© Omar Cleunam

Tudo o que o Estado tem e faz deve-o ao facto de o ter tirado aos cidadãos por um preço que estes nunca recuperarão, pois é sempre superior ao que é devolvido e ainda por cima, devolvido em condições sociais muito piores do que aquelas que os cidadãos e as suas organizações poderiam criar e usufruir em comum. Acontece, entre outras coisas, que estas instituições defendem o mesmo que o Estado, ou seja, que o Estado as apoie directamente, ou seja, depois de ter sido retirado o poder [económico, mas não só, sobretudo político], o poder de acção dos cidadãos e das suas organizações. A Igreja e outras instituições sociais autónomas, perderam, ao longo dos tempos, a sua autonomia e fizeram-se participantes deste poder estatal ou poder único e centralmente gerido. A Igreja nem está a ser capaz de distinguir a Doutrina Social da Igreja do “Estado Social”! Para muitos católicos é uma e a mesma coisa. E assim, está tudo bem, bate a bota com a perdigota. Bateria, mas não bate. Se não se estivesse, com a entrega dos impostos, a entregar todo o poder de decisão local e das pessoas concretas, o fazerem face a seu modo aos seus problemas concretos, de modo auto e heteroregulado. Mesmo o dinheiro oriundo dos donativos voluntários dos “fiéis”, que pretendem dar vida espontâneamente às expressões agregativas das comunidades, vai ter de se misturar com o dinheiro oriundo do Estado, tendo de passar a integrar e obedecer às regras deste, nacionais, centralistas e autoconsumidoras de parte importante desses recursos, perdendo toda a sua originalidade, ou seja, grande parte do poder que os cidadãos católicos lhe conferem ao entregarem esses recursos e esse poder na mão da Igreja. A Igreja encostou-se ao Estado dito social de um modo escandaloso, promovendo-o de modo despudorado. Se ele se mantém em vigor, com tanta dificuldade em se tomar em linha de conta esta mecânica subreptícia do Estado controlador, despesista e devorador de grande parte dos recursos arrecadados à força aos cidadãos, sustentado na violência da lei, é em grande parte devido a este poder que a Igreja lhe tem vindo a dar, gratuitamente ou a troco de uns trocos.

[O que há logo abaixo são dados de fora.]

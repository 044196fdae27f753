//! Recursive, exclusion-aware directory listing.
//!
//! The link preconditions and the native synchronizer both need to see every
//! entry under a directory except the excluded ones. [`find`] walks the tree
//! once with `walkdir`, never following symlinks, and prunes excluded
//! subtrees without descending into them.

use std::fmt;
use std::path::{Path, PathBuf};

use walkdir::WalkDir;

use crate::error::{Error, Result};
use crate::path::PathSet;

/// What kind of filesystem object an [`Entry`] is.
///
/// Symlinks are reported as links, never as what they point to.
#[derive(Debug, Clone, Copy, PartialEq, Eq, Hash)]
pub enum EntryKind {
    /// A regular file.
    File,
    /// A directory.
    Directory,
    /// A symbolic link of any target type.
    Symlink,
    /// Anything else (sockets, FIFOs, devices).
    Other,
}

impl fmt::Display for EntryKind {
    fn fmt(&self, f: &mut fmt::Formatter<'_>) -> fmt::Result {
        match self {
            Self::File => write!(f, "file"),
            Self::Directory => write!(f, "directory"),
            Self::Symlink => write!(f, "symlink"),
            Self::Other => write!(f, "special file"),
        }
    }
}

/// One filesystem object found beneath a root.
#[derive(Debug, Clone, PartialEq, Eq)]
pub struct Entry {
    /// Path relative to the root, `/`-separated. Names that are not valid
    /// UTF-8 are converted lossily, so use this only for matching and
    /// messages.
    pub relative: String,
    /// Path relative to the root, byte for byte.
    pub relative_path: PathBuf,
    /// Full path on disk.
    pub path: PathBuf,
    /// The object's own type.
    pub kind: EntryKind,
}

/// List every entry beneath `root`, skipping excluded paths.
///
/// Entries are returned parents-first with siblings sorted by file name. The
/// root itself is not included. Exclusions are relative to `root`; an
/// excluded directory is not descended into.
///
/// # Errors
///
/// Returns an I/O error if `root` or any visited entry cannot be read.
///
/// # Examples
///
/// ```
/// use stager::fs::{find, EntryKind};
/// use stager::path::PathSet;
///
/// let dir = tempfile::tempdir().unwrap();
/// std::fs::create_dir(dir.path().join("vendor")).unwrap();
/// std::fs::write(dir.path().join("vendor/lib.php"), "<?php").unwrap();
/// std::fs::write(dir.path().join("composer.json"), "{}").unwrap();
///
/// let entries = find(dir.path(), &PathSet::new(["vendor"])).unwrap();
/// assert_eq!(entries.len(), 1);
/// assert_eq!(entries[0].relative, "composer.json");
/// assert_eq!(entries[0].kind, EntryKind::File);
/// ```
pub fn find(root: &Path, exclusions: &PathSet) -> Result<Vec<Entry>> {
    let walker = WalkDir::new(root)
        .follow_links(false)
        .min_depth(1)
        .sort_by_file_name()
        .into_iter()
        .filter_entry(|entry| !exclusions.excludes(&relative_of(root, entry.path())));

    let mut entries = Vec::new();
    for item in walker {
        let entry = item.map_err(|err| {
            let path = err
                .path()
                .map_or_else(|| root.to_path_buf(), Path::to_path_buf);
            Error::io(path, err.into())
        })?;

        let file_type = entry.file_type();
        let kind = if file_type.is_symlink() {
            EntryKind::Symlink
        } else if file_type.is_dir() {
            EntryKind::Directory
        } else if file_type.is_file() {
            EntryKind::File
        } else {
            EntryKind::Other
        };

        let relative_path = entry
            .path()
            .strip_prefix(root)
            .map(Path::to_path_buf)
            .unwrap_or_default();
        entries.push(Entry {
            relative: relative_of(root, entry.path()),
            relative_path,
            path: entry.into_path(),
            kind,
        });
    }

    Ok(entries)
}

fn relative_of(root: &Path, path: &Path) -> String {
    path.strip_prefix(root)
        .map(|rel| {
            rel.components()
                .map(|c| c.as_os_str().to_string_lossy())
                .collect::<Vec<_>>()
                .join("/")
        })
        .unwrap_or_default()
}

/// Remove a symlink without touching what it points at.
#[cfg(unix)]
pub(crate) fn remove_link(path: &Path) -> std::io::Result<()> {
    std::fs::remove_file(path)
}

/// Remove a symlink without touching what it points at.
///
/// Directory links on Windows must be removed as directories.
#[cfg(windows)]
pub(crate) fn remove_link(path: &Path) -> std::io::Result<()> {
    std::fs::remove_file(path).or_else(|_| std::fs::remove_dir(path))
}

A DSI tem como pilar da sua doutrina, além da dignidade da pessoa humana, a busca do bem comum, a subsidiariedade e a solidariedade, o célebre número 160 do Compêndio da DSI [Principia, 2005]. E por esta ordem, sendo que na primeira tudo o resto de fundamenta. E a busca do bem comum, esse “conjunto das condições da vida social que permitem, tanto aos grupos como a cada membro, alcançar mais plena e facilmente a própria perfeição”, implica toda a sociedade, a todos os seus níveis, na busca do bem comum, “o bem de todos os homens e do homem todo” [164 e 165]. E a DSI é clara ao assinalar, sem dúvidas, que “todas as sociedades de ordem superior devem pôr-se em atitude de ajuda [subsidium] – e portanto de apoio, promoção e incremento – em relação às menores” e ao referir que “assim como é injusto subtrair aos indivíduos o que eles querem efectuar com a própria iniciativa e trabalho, para o confiar à comunidade, do mesmo modo, passar para uma sociedade maior e mais elevada o que as comunidades menores e inferiores podiam realizar, é uma injustiça. [...] O fim natural da sociedade e da sua acção é coadjuvar os seus membros, e não destrui-los nem absorvê-los” [186, citando a Quadragesimo Anno, de 1931].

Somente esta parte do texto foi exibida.